Johnstone and colleagues (this issue) report data that low parental care is a risk factor for suicide attempts and non-suicidal self-injury. They advise clinicians to ask specifically about history of suicide attempts and non-suicidal self-injury, as well as about levels of parental care in childhood. Swannell et al. add to the literature showing that sexual orientation affects risk, with bisexual females having a particularly strong risk of suicidality and self-injury. They conclude that Australian society must continue to work towards destigmatization of sexual minorities.
Wilhelm and colleagues (this issue) argue that hospitals and mental health services should routinely assess lifestyle factors in people presenting with suicidal behaviours. They believe that assessing these factors will ‘enable people at a low point in their lives to make changes in their health-related behaviours with the potential to substantially improve their physical and mental health into the future’.
Finally, Inder and colleagues (this issue) report data that clinical intervention can make a major difference to people with bipolar disorder, who are another high risk group for suicide. They report the outcomes of a trial of psychotherapy over 18 months that found markedly reduced risk of suicide and self-harm following treatment. This study shows the benefits of sustained high-quality services for people at high risk.

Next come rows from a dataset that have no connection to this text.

//! Remote path resolution.

use tracing::{debug, warn};

use super::client::CloudClient;
use super::error::{CloudError, Result};
use super::node::FileHandle;

/// Split an absolute remote path into its segments
///
/// `"/"` yields no segments; a trailing slash is ignored.
pub fn split_path(path: &str) -> Result<Vec<&str>> {
    let invalid = || CloudError::InvalidPath {
        path: path.to_string(),
    };

    let rest = path.strip_prefix('/').ok_or_else(invalid)?;
    let rest = rest.strip_suffix('/').unwrap_or(rest);
    if rest.is_empty() {
        return Ok(Vec::new());
    }

    let segments: Vec<&str> = rest.split('/').collect();
    if segments.iter().any(|s| s.is_empty()) {
        return Err(invalid());
    }
    Ok(segments)
}

/// Join segments back into an absolute path
pub fn join_path(segments: &[&str]) -> String {
    format!("/{}", segments.join("/"))
}

impl CloudClient {
    /// Resolve a remote path to its handle
    ///
    /// Each call walks from the root; nothing is cached between calls. The
    /// first segment may name a well-known folder, which needs no listing.
    pub async fn stat(&self, path: &str) -> Result<FileHandle> {
        let segments = split_path(path)?;
        let Some(last) = segments.last().copied() else {
            return Ok(FileHandle::root());
        };

        let mut current = FileHandle::root();
        for (depth, segment) in segments.iter().enumerate() {
            if depth == 0 {
                if let Some(known) = FileHandle::known_folder(segment) {
                    current = known;
                    continue;
                }
            }

            if !current.is_folder {
                return Err(CloudError::not_found(path));
            }

            let children = self.list(&current.id, 1).await?;
            current = children
                .into_iter()
                .find(|child| child.name == *segment)
                .ok_or_else(|| CloudError::not_found(path))?;
        }

        if current.name != last {
            return Err(CloudError::not_found(path));
        }

        debug!("Resolved {} to {}", path, current.id);
        Ok(current)
    }

    /// Resolve several paths; each result stands on its own
    pub async fn stat_many<'a>(&self, paths: &'a [String]) -> Vec<(&'a str, Result<FileHandle>)> {
        let mut results = Vec::with_capacity(paths.len());
        for path in paths {
            let result = self.stat(path).await;
            if let Err(e) = &result {
                warn!("{} skipped: {}", path, e);
            }
            results.push((path.as_str(), result));
        }
        results
    }
}
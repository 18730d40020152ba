//! Server-side copy, move and delete tasks.

use serde::{Deserialize, Serialize};
use tracing::{debug, info, warn};

use super::client::{ApiCode, CloudClient, res_code_ok};
use super::error::{CloudError, Result};
use super::node::{FileHandle, string_or_number};
use super::transport::ApiRequest;

const TASK_CONFLICT: i64 = 2;
const TASK_DONE: i64 = 4;

#[derive(Debug, Clone, Copy, PartialEq, Eq)]
pub enum TaskKind {
    Copy,
    Move,
    Delete,
}

impl TaskKind {
    /// Value of the `type` task parameter
    pub fn as_str(self) -> &'static str {
        match self {
            Self::Copy => "COPY",
            Self::Move => "MOVE",
            Self::Delete => "DELETE",
        }
    }
}

/// Per-path result of a batch operation
pub type BatchOutcome<'a> = Vec<(&'a str, Result<FileHandle>)>;

#[derive(Debug, Serialize)]
struct TaskInfo<'a> {
    #[serde(rename = "fileId")]
    file_id: &'a str,
    #[serde(rename = "fileName")]
    file_name: &'a str,
    #[serde(rename = "isFolder")]
    is_folder: u8,
}

#[derive(Debug, Deserialize)]
struct CreateTaskResp {
    #[serde(default, rename = "res_code")]
    code: Option<serde_json::Value>,
    #[serde(default, rename = "taskId", deserialize_with = "string_or_number")]
    task_id: Option<String>,
}

impl ApiCode for CreateTaskResp {
    fn is_success(&self) -> bool {
        res_code_ok(self.code.as_ref())
    }
}

#[derive(Debug, Deserialize)]
struct CheckTaskResp {
    #[serde(default, rename = "res_code")]
    code: Option<serde_json::Value>,
    #[serde(default, rename = "taskStatus")]
    task_status: Option<i64>,
}

impl ApiCode for CheckTaskResp {
    fn is_success(&self) -> bool {
        res_code_ok(self.code.as_ref())
    }
}

impl CloudClient {
    /// Copy `sources` into the folder at `target`
    pub async fn copy<'a>(&self, sources: &'a [String], target: &str) -> Result<BatchOutcome<'a>> {
        let folder = self.target_folder(target).await?;
        self.run_batch(TaskKind::Copy, sources, Some(&folder.id))
            .await
    }

    /// Move `sources` into the folder at `target`
    pub async fn move_to<'a>(
        &self,
        sources: &'a [String],
        target: &str,
    ) -> Result<BatchOutcome<'a>> {
        let folder = self.target_folder(target).await?;
        self.run_batch(TaskKind::Move, sources, Some(&folder.id))
            .await
    }

    /// Delete `paths`
    pub async fn remove<'a>(&self, paths: &'a [String]) -> Result<BatchOutcome<'a>> {
        self.run_batch(TaskKind::Delete, paths, None).await
    }

    /// Submit a batch task and return its id
    pub async fn create_batch_task(
        &self,
        kind: TaskKind,
        files: &[FileHandle],
        target_id: Option<&str>,
    ) -> Result<String> {
        let infos: Vec<TaskInfo> = files
            .iter()
            .map(|file| TaskInfo {
                file_id: &file.id,
                file_name: &file.name,
                is_folder: u8::from(file.is_folder),
            })
            .collect();
        let task_infos = serde_json::to_string(&infos)
            .map_err(|e| CloudError::protocol(format!("cannot encode task: {}", e), ""))?;

        let mut request = ApiRequest::post(self.web_api("/api/open/batch/createBatchTask.action"))
            .param("type", kind.as_str())
            .param("taskInfos", task_infos);
        if let Some(target_id) = target_id {
            request = request.param("targetFolderId", target_id);
        }

        let resp: CreateTaskResp = self.call(request).await?;
        resp.task_id.filter(|id| !id.is_empty()).ok_or_else(|| {
            CloudError::protocol(format!("no task id returned for {}", kind.as_str()), "")
        })
    }

    /// Poll a batch task until the service reports it finished
    pub async fn wait_batch_task(&self, kind: TaskKind, task_id: &str) -> Result<()> {
        for poll in 0..self.options.max_task_polls {
            if poll > 0 {
                tokio::time::sleep(self.options.task_poll_interval).await;
            }

            let request = ApiRequest::post(self.web_api("/api/open/batch/checkBatchTask.action"))
                .param("type", kind.as_str())
                .param("taskId", task_id);
            let resp: CheckTaskResp = self.call(request).await?;

            match resp.task_status {
                Some(TASK_DONE) => return Ok(()),
                Some(TASK_CONFLICT) => {
                    return Err(CloudError::protocol(
                        format!("{} task {} hit a name conflict", kind.as_str(), task_id),
                        "",
                    ));
                }
                status => debug!("Task {} status {:?}", task_id, status),
            }
        }

        Err(CloudError::protocol(
            format!(
                "{} task {} unfinished after {} checks",
                kind.as_str(),
                task_id,
                self.options.max_task_polls
            ),
            "",
        ))
    }

    async fn target_folder(&self, target: &str) -> Result<FileHandle> {
        let folder = self.stat(target).await?;
        if !folder.is_folder {
            return Err(CloudError::InvalidPath {
                path: target.to_string(),
            });
        }
        Ok(folder)
    }

    /// Resolve every path, then run one task over those that resolved
    async fn run_batch<'a>(
        &self,
        kind: TaskKind,
        paths: &'a [String],
        target_id: Option<&str>,
    ) -> Result<BatchOutcome<'a>> {
        let mut outcome = self.stat_many(paths).await;

        // Root and well-known folders have negative ids and cannot be touched
        for (path, result) in outcome.iter_mut() {
            if matches!(result, Ok(handle) if handle.id.starts_with('-')) {
                warn!("{} is a system folder, skipped", path);
                *result = Err(CloudError::InvalidPath {
                    path: (*path).to_string(),
                });
            }
        }

        let files: Vec<FileHandle> = outcome
            .iter()
            .filter_map(|(_, result)| result.as_ref().ok().cloned())
            .collect();
        if files.is_empty() {
            warn!("Nothing to {}", kind.as_str());
            return Ok(outcome);
        }

        let task_id = self.create_batch_task(kind, &files, target_id).await?;
        self.wait_batch_task(kind, &task_id).await?;

        info!(
            "{} task {} finished for {} item(s)",
            kind.as_str(),
            task_id,
            files.len()
        );
        Ok(outcome)
    }
}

Whether or not the government responds to calls for greater action on suicide prevention, it is to be hoped that this month’s issue of Australian and New Zealand Journal of Psychiatry (ANZJP) leads readers to reflect on what greater efforts they can make in their own work.
Footnotes
Declaration of Conflicting Interests
The author(s) declared no potential conflicts of interest with respect to the research, authorship and/or publication of this article.
Funding
The author(s) received no financial support for the research, authorship and/or publication of this article.